Data in this exercise: Begin

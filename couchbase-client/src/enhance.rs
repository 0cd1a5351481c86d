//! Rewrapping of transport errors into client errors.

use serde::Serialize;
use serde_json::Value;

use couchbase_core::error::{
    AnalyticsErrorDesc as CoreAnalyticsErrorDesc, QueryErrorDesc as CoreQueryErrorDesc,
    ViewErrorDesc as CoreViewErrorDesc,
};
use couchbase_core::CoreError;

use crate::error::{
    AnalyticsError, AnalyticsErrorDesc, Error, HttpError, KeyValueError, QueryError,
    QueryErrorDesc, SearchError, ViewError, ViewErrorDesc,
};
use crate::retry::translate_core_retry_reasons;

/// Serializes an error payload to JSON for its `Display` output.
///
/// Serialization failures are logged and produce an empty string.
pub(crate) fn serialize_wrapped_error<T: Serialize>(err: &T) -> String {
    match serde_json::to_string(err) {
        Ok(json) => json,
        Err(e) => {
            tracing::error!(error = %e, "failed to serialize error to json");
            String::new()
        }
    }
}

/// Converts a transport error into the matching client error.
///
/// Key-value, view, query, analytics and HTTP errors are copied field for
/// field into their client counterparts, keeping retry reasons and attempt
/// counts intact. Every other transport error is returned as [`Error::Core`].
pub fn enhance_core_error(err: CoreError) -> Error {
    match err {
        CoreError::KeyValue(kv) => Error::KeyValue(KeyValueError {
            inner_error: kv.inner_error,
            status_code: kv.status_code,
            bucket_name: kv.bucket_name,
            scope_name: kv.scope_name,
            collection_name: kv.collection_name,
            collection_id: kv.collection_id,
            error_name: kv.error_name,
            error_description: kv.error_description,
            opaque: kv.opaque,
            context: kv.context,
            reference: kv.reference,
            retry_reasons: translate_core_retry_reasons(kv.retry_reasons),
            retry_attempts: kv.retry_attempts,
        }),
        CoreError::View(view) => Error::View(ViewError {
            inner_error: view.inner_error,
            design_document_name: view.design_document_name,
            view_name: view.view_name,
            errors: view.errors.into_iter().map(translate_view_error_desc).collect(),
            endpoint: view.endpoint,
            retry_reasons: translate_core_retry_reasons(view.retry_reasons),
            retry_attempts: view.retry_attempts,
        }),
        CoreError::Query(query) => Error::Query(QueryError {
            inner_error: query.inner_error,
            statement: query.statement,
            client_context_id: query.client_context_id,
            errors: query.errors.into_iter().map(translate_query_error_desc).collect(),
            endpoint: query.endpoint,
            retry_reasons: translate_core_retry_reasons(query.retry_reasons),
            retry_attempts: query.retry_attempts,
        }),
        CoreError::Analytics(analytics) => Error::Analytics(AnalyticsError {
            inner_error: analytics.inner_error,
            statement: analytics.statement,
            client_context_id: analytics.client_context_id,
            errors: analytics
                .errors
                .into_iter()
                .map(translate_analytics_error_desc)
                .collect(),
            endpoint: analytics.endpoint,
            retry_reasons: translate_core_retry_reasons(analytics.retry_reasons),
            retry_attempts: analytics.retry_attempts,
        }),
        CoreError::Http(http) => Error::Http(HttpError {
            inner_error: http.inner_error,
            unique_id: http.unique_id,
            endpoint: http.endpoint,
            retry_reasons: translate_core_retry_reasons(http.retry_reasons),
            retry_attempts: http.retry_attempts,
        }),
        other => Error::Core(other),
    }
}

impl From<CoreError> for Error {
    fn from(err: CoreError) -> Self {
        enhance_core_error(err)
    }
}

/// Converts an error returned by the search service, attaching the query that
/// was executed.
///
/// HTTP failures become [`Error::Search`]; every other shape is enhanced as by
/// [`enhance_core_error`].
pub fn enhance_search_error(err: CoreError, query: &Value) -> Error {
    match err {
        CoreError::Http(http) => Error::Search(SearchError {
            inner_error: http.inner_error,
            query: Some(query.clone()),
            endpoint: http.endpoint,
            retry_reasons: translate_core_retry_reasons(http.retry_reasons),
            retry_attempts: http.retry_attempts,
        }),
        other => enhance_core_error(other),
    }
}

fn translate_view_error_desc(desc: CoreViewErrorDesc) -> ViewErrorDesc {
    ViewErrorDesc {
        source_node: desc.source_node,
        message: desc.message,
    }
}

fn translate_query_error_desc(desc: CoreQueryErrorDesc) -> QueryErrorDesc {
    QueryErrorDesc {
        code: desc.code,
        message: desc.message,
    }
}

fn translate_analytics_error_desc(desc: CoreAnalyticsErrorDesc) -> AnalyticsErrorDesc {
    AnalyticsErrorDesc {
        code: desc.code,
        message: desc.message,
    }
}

Data in this exercise: End
Data in this exercise: Begin

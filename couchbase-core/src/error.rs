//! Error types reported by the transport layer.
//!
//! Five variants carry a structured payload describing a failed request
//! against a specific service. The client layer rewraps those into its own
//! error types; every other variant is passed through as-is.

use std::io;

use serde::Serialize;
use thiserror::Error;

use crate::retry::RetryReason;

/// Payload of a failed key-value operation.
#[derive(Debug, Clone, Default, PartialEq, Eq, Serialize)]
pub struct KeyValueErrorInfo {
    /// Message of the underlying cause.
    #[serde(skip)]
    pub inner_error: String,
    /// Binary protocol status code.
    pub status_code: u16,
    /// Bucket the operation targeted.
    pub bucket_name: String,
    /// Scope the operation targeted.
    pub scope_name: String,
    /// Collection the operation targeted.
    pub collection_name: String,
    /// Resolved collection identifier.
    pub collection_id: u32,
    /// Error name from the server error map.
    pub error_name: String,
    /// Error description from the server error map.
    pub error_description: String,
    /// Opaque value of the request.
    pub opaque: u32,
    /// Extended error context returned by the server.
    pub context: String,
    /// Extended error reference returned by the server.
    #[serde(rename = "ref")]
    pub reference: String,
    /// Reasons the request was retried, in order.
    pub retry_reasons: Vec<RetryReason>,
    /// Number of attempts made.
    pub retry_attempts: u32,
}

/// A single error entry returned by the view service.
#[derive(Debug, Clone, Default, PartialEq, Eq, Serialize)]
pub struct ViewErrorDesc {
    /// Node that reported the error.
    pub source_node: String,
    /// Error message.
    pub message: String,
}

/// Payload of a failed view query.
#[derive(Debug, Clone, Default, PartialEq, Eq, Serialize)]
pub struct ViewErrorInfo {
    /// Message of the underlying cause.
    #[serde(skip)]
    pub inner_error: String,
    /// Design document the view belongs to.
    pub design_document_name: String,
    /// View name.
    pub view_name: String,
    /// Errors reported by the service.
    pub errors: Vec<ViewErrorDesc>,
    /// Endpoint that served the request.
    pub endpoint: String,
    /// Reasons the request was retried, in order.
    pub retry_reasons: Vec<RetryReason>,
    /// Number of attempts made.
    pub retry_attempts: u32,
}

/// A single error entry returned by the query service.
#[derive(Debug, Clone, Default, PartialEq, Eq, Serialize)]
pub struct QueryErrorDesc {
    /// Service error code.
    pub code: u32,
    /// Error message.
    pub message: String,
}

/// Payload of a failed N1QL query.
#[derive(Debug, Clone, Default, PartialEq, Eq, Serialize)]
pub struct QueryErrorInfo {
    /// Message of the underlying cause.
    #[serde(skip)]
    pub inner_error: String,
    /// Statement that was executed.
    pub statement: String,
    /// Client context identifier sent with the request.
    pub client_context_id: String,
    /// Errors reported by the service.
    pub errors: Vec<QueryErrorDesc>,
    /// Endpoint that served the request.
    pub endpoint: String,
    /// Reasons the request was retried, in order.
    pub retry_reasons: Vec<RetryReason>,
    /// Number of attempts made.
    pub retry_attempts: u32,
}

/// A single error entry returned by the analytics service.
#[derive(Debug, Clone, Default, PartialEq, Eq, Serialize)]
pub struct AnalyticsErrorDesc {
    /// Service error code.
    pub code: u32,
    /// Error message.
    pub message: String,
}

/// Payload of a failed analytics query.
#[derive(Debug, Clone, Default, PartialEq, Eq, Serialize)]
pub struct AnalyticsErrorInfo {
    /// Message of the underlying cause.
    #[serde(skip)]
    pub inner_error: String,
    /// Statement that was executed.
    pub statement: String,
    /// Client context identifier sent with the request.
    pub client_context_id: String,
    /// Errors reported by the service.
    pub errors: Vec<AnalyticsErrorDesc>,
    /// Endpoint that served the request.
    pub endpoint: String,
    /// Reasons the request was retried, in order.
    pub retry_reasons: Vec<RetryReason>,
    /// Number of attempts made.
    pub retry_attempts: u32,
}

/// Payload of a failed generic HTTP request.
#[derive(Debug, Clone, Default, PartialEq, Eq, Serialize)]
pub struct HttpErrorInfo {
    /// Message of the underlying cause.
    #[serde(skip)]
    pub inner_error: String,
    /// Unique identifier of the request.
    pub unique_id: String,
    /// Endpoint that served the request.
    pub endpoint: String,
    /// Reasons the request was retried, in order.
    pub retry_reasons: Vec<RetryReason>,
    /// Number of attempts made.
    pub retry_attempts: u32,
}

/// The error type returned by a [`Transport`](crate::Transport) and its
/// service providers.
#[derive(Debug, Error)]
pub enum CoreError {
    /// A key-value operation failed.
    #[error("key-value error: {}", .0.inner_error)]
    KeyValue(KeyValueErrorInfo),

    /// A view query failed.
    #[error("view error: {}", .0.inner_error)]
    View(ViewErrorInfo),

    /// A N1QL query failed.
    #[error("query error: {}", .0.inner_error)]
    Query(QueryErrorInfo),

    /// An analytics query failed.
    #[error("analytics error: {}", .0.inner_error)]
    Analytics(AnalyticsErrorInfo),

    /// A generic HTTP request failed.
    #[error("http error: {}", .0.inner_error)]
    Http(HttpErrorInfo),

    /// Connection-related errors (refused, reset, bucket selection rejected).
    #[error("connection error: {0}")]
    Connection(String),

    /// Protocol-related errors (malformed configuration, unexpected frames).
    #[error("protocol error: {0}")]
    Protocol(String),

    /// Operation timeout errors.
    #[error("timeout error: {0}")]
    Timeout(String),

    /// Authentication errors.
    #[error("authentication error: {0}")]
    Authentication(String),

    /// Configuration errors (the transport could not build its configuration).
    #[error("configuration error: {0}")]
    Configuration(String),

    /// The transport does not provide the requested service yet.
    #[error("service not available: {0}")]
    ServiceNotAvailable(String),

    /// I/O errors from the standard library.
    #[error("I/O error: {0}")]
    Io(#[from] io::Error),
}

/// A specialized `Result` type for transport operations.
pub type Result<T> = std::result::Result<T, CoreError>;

Data in this exercise: End

**Your goal**
Retype only the stretch of lines above starting at the one with "for transport operations." and stopping at the one with "pub type Result<T>", exactly as written, with both kept.

**Exercise answer**
/// A specialized `Result` type for transport operations.
pub type Result<T> = std::result::Result<T, CoreError>;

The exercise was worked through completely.